ArztzeugnisMartin Strobel, Rechtsanwalt

Es ist fast schon ein Standard: Nach erfolgter Kündigung des Arbeitsvertrages durch den Arbeitgeber flattert nach wenigen Tagen das Arztzeugnis ins Haus, wonach der entlassene Arbeitnehmer oder die entlassene Arbeitnehmerin ab sofort zu 100% arbeitsunfähig sei. Es stellt sich in der Folge u. a. sehr oft heraus, dass der oder die entlassene ArbeitnehmerIn während der ärztlich bestätigten Arbeitsunfähigkeit aktiv und intensiv eine neue Stelle sucht. Damit kann das Konzept der Sperrfirsten sinnentleert werden: Die Sperrfrist dient dem Schutz der Arbeitnehmers/Arbeitnehmerin vor dem Verlust des Arbeitsplatzes in Zeiten, in welchen es schwer ist, während der Kündigungsfrist eine neuen Arbeitsstelle zu finden.

Bis vor wenigen Jahren wurde der zeitliche Kündigungsschutz (Sperrfristen) in solchen und ähnlichen stress oder anderweitig psychisch bedingten Fällen nie in Frage gestellt.
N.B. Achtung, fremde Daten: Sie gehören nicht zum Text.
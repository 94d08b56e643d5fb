//! Simulated walker
//!
//! Plans a route from the start location through every generated mission at
//! walking pace, lingering at each target long enough for the dwell timer,
//! and adds seeded GPS noise.

use rand::rngs::StdRng;
use rand::{Rng, SeedableRng};
use std::time::Duration;

use stepand_core::mission::generate_missions;
use stepand_core::{geo, Coordinate, Result, SimulationConfig, UserLocation, WalkConfig};

/// Meters per degree of latitude
const METERS_PER_DEGREE: f64 = 111_320.0;

/// Extra samples spent at each target beyond the dwell delay
const LINGER_MARGIN: usize = 2;

/// A planned walk
#[derive(Debug, Clone)]
pub struct Route {
    pub start: UserLocation,
    pub samples: Vec<UserLocation>,
}

/// Plan a route visiting all missions around `sim.start`
///
/// Noise is applied to every sample except the start fix. Jitter larger than
/// a mission radius can keep the walker from ever registering as in range.
pub fn plan_route(sim: &SimulationConfig, dwell: Duration) -> Result<Route> {
    let interval = sim.sample_interval.as_secs_f64();
    let step_m = sim.speed_mps * interval;
    let linger = (dwell.as_secs_f64() / interval).ceil() as usize + LINGER_MARGIN;

    let mut rng = StdRng::seed_from_u64(sim.seed);
    let mut samples = Vec::new();
    let mut from = sim.start;
    let mut heading = None;

    for mission in generate_missions(&sim.start)? {
        let target = mission.location();
        let legs = (geo::distance(&from, &target) / step_m).ceil().max(1.0) as usize;
        if let Some(bearing) = geo::bearing(&from, &target) {
            heading = Some(geo::wrap_360(bearing));
        }

        for i in 1..=legs {
            let t = i as f64 / legs as f64;
            let point = Coordinate::new(
                from.latitude() + (target.latitude() - from.latitude()) * t,
                from.longitude() + (target.longitude() - from.longitude()) * t,
            )?;
            samples.push(sample(jitter(point, sim.jitter_m, &mut rng)?, heading)?);
        }
        for _ in 0..linger {
            samples.push(sample(jitter(target, sim.jitter_m, &mut rng)?, heading)?);
        }
        from = target;
    }

    Ok(Route {
        start: UserLocation::new(sim.start),
        samples,
    })
}

/// Compress walk timers by `speedup` so a simulated walk finishes sooner
pub fn scale_walk(walk: &WalkConfig, speedup: f64) -> WalkConfig {
    WalkConfig {
        dwell_delay: scale(walk.dwell_delay, speedup),
        clock_interval: scale(walk.clock_interval, speedup),
        ..walk.clone()
    }
}

/// Divide a duration by `speedup`, never below one millisecond
pub fn scale(duration: Duration, speedup: f64) -> Duration {
    if !speedup.is_finite() || speedup <= 1.0 {
        return duration;
    }
    duration.div_f64(speedup).max(Duration::from_millis(1))
}

fn sample(point: Coordinate, heading: Option<f64>) -> Result<UserLocation> {
    let location = UserLocation::new(point);
    match heading {
        Some(h) => location.with_heading(h),
        None => Ok(location),
    }
}

fn jitter(point: Coordinate, jitter_m: f64, rng: &mut StdRng) -> Result<Coordinate> {
    if jitter_m <= 0.0 {
        return Ok(point);
    }
    let north_m = rng.gen_range(-jitter_m..=jitter_m);
    let east_m = rng.gen_range(-jitter_m..=jitter_m);
    let lon_scale = point.latitude().to_radians().cos().max(1e-6);
    point.offset(
        north_m / METERS_PER_DEGREE,
        east_m / (METERS_PER_DEGREE * lon_scale),
    )
}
Ab 2010 änderte sich dies. Wesentliche Autoren und Teile der Lehre gehen heute davon aus, dass die Sperrfristen in gewissen der vorgenannten Fälle nicht gelten. Die These ist zwar umstritten, aber kantonale Entscheide unterstützen sie in der Zwischenzeit. Das Bundesgericht hat sich dazu noch nicht geäussert, aber in einem Entscheid im Jahre 2013 immerhin schon eine gewisse Tendenz in jene Richtung angedeutet.

Ein Arztzeugnis, eingereicht nach der Kündigung oder wegen Burnouts oder anderer stressbedingter Krankheit kann, muss aber nicht per se schon die Auslösung einer allfälligen Sperrfrist bedeuten. Dessen sind sich auch heute noch sehr viele Arbeitgeber nicht bewusst. Es lohnt sich aber in jedem Falle, bei arbeitsbezogener, stressbedingter Arbeitsunfähigkeit zu prüfen, ob eine allfällige Sperrfrist tatsächlich anwendbar ist oder nicht.